10. Beginne jede Stunde mit der One Minute Challenge. Ich weiß nicht wie es dir geht, doch im Trubel einer Unterrichtsstunde gehen mache Dinge schnell unter. In der Challenge-Zeit beginnt einfach jede Stunde mit den Notenkärtchen, so werden sie nicht vergessen.
11. Zwei Runden sind sinnvoll. Zuerst gibt es eine Aufwärmrunde in der du noch hilfst und erklärst. In der Challengerunde auf Zeit meldest du nur, wenn der Schüler einen Fehler machst.
12. Setze dir einen Start- und Endpunkt für die Challenge. Nimm dir für die erste Challenge viel Zeit und rechne mit mindestens 10-12 Wochen. Zuerst müssen die Schüler alle Noten können um sie anschließend schneller und schneller zu benennen und spielen. Dazu kommen Klassenarbeiten oder eine Erkältung… es dauert einfach etwas aber irgendwann sollte Ende sein.
Die erste One Minute Challenge braucht vor allem deine Überzeugung, dass es eine sinnvolle Aktion ist. Dazu etwas Geduld und Hartnäckigkeit. Wenn die Schüler erst einmal damit vertraut sind läuft die nächste Challenge schon viel einfacher.
Ende der One Minute Challenge
Die Challenge ist dann geschafft, wenn der Schüler seine Notenkarten dreimal in 60 Sekunden benannt und gespielt hat. Wenn möglich mit der entsprechenden Hand, das finde ich besonders bei den Hilfslinientönen wichtig. Er bekommt eine Urkunde und hat die Challenge beendet.

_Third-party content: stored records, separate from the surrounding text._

//! Failure injection tests: unreachable, hanging, slow and stalling backends,
//! and clients that go away.

use std::time::{Duration, Instant};

use axum::http::StatusCode;
use edge_gateway::config::RouteConfig;

mod common;

#[tokio::test]
async fn closed_backend_is_bad_gateway() {
    let dead = common::closed_port().await;
    let gateway = common::spawn_gateway(vec![RouteConfig::backend("/", dead.to_string())], |_| {}).await;

    let start = Instant::now();
    let res = gateway.client().get(gateway.url("/api/status")).send().await.unwrap();

    assert_eq!(res.status(), StatusCode::BAD_GATEWAY);
    assert!(start.elapsed() < Duration::from_secs(2), "should fail within the connect timeout");
    assert_eq!(res.headers()["x-frame-options"], "DENY");

    gateway.shutdown.trigger();
}

#[tokio::test]
async fn backend_hanging_up_is_bad_gateway() {
    let hangup = common::start_hangup_backend().await;
    let gateway = common::spawn_gateway(vec![RouteConfig::backend("/", hangup.to_string())], |_| {}).await;

    let res = gateway.client().get(gateway.url("/")).send().await.unwrap();
    assert_eq!(res.status(), StatusCode::BAD_GATEWAY);

    gateway.shutdown.trigger();
}

#[tokio::test]
async fn slow_backend_is_gateway_timeout() {
    let slow = common::start_slow_backend(Duration::from_secs(5)).await;
    let gateway = common::spawn_gateway(vec![RouteConfig::backend("/", slow.to_string())], |config| {
        config.timeouts.response_secs = 1;
    })
    .await;

    let start = Instant::now();
    let res = gateway.client().get(gateway.url("/bg3/slow")).send().await.unwrap();

    assert_eq!(res.status(), StatusCode::GATEWAY_TIMEOUT);
    assert!(start.elapsed() < Duration::from_secs(4));

    gateway.shutdown.trigger();
}

#[tokio::test]
async fn one_failing_route_does_not_affect_others() {
    let dead = common::closed_port().await;
    let healthy = common::start_mock_backend("alive").await;
    let gateway = common::spawn_gateway(
        vec![
            RouteConfig::backend("/bg3/", dead.to_string()).with_strip_prefix(),
            RouteConfig::backend("/", healthy.to_string()),
        ],
        |_| {},
    )
    .await;
    let client = gateway.client();

    let res = client.get(gateway.url("/bg3/items")).send().await.unwrap();
    assert_eq!(res.status(), StatusCode::BAD_GATEWAY);

    let res = client.get(gateway.url("/")).send().await.unwrap();
    assert_eq!(res.status(), StatusCode::OK);
    assert_eq!(res.text().await.unwrap(), "alive");

    gateway.shutdown.trigger();
}

#[tokio::test]
async fn failed_handshake_does_not_stop_the_listener() {
    use tokio::io::{AsyncReadExt, AsyncWriteExt};

    let backend = common::start_mock_backend("ok").await;
    let gateway = common::spawn_gateway(vec![RouteConfig::backend("/", backend.to_string())], |_| {}).await;

    // Plain HTTP on the TLS port fails the handshake.
    let mut plain = tokio::net::TcpStream::connect(gateway.https_addr).await.unwrap();
    plain.write_all(b"GET / HTTP/1.1\r\nHost: x\r\n\r\n").await.unwrap();
    let mut buf = Vec::new();
    let _ = tokio::time::timeout(Duration::from_secs(2), plain.read_to_end(&mut buf)).await;

    let res = gateway.client().get(gateway.url("/")).send().await.unwrap();
    assert_eq!(res.status(), StatusCode::OK);

    gateway.shutdown.trigger();
}

#[tokio::test]
async fn backend_stalling_mid_body_is_cut_off() {
    let stalled = common::start_stalling_backend("HTTP/1.1 200 OK\r\nContent-Length: 100\r\n\r\n0123456789").await;
    let gateway = common::spawn_gateway(vec![RouteConfig::backend("/", stalled.to_string())], |config| {
        config.timeouts.response_secs = 1;
        config.timeouts.body_idle_secs = 1;
    })
    .await;

    let res = gateway.client().get(gateway.url("/download")).send().await.unwrap();
    assert_eq!(res.status(), StatusCode::OK);

    let start = Instant::now();
    let body = tokio::time::timeout(Duration::from_secs(5), res.bytes())
        .await
        .expect("gateway should end a stalled body");
    assert!(body.is_err(), "a truncated body must not look complete");
    assert!(start.elapsed() < Duration::from_secs(4));

    // The listener keeps serving after the aborted stream.
    let again = gateway.client().get(gateway.url("/download")).send().await.unwrap();
    assert_eq!(again.status(), StatusCode::OK);

    gateway.shutdown.trigger();
}

#[tokio::test]
async fn client_disconnect_closes_backend_connection() {
    let (backend, mut closed) = common::start_disconnect_recording_backend().await;
    let gateway = common::spawn_gateway(vec![RouteConfig::backend("/", backend.to_string())], |config| {
        config.timeouts.response_secs = 30;
    })
    .await;

    let client = gateway.client();
    let pending = tokio::time::timeout(Duration::from_millis(500), client.get(gateway.url("/slow")).send()).await;
    assert!(pending.is_err(), "backend never answers");
    drop(client);

    tokio::time::timeout(Duration::from_secs(3), closed.recv())
        .await
        .expect("backend connection should close soon after the client leaves")
        .unwrap();

    gateway.shutdown.trigger();
}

Wenn ein Schüler am Ende der Aktion sein Level nicht geschafft hat, liegt es vor allem daran, dass der Schüler nicht genug die Kärtchen geübt hat. Aus welchen Gründen auch immer. Doch trotzdem hat er sich einige Wochen mit dem Notenlesen auseinandergesetzt, davon kann er nur profitieren! Im folgenden Jahr bekommt er einen neuen Versuch im gleichen Level und wird es dann bestimmt schaffen.
Materialien: Hier kannst du dir kostenlos die Notenkärtchen für dich und deine Schüler herunterladen.
Außerdem findest du eine Übersicht der Level und die Bastelanleitung, die Ergebnis-Tabelle und natürlich die Urkunde.
Übrigens handelte mein allererster Artikel hier auf dem Blog von dieser Challenge, vielleicht magst du ihn lesen und ein paar Hintergründe zu erfahren.
Könntest du dir vorstellen die One Minute Challenge mit deinen Schülern zu machen? Ich würde mich sehr freuen mal von deinen Erfahrungen zu hören! Falls du noch Fragen hast, darfst du dich jederzeit bei mir melden.
Hallo Frau Busch,
vielen Dank für Ihre Anregung und Ihre zusätzlichen Download Angebote.
Inzwischen gibt es die Flash-Cards mit Notennamen auf den Rückseiten, allerdings nur mit Großbuchstaben. Da ist es sinnvoll, sich eine Version mit den entsprechenden Oktavbezeichnungen und „h“ statt „b“ zu erstellen.
Ich bin gespannt, wie es bei meinen SuS ankommt und ob sie so motiviert werden, die Namen und die jeweilige Lage sich einzuprägen.
Viele Grüße aus Dresden,
Sebastian
Lieber Sebastian,
danke für deinen Kommentar. Du schreibst wahrscheinlich von englischsprachigen Notenkärtchen, dort werden oft nur Großbuchstaben und natürlich auch das B verwendet. Genau deshalb habe ich passende Rückseiten für die Notenkarten von Susan Paradis erstellt. Leider habe ich letzte Woche gesehen, dass diese nicht mehr verfügbar sind, doch ich werde bald eigene hier im Artikel als Download haben.
Die One Minute Challenge wirkt wirklich toll. Nicht alle meiner Schüler sind begeistert wenn es wieder soweit ist, doch das ist ok. Sie wissen gar nicht wie sicher und schnell sie ihre Noten lesen! Einmal im Jahr wird geübt, dann ist wieder Ruhe. Nächsten Monat werde ich sie zum 6. Mal organisieren.
Schreibe doch mal, welche Erfahrungen du gemacht hast. Fragen beantworte ich gern.
Liebe Grüße und viel Freude im Unterricht!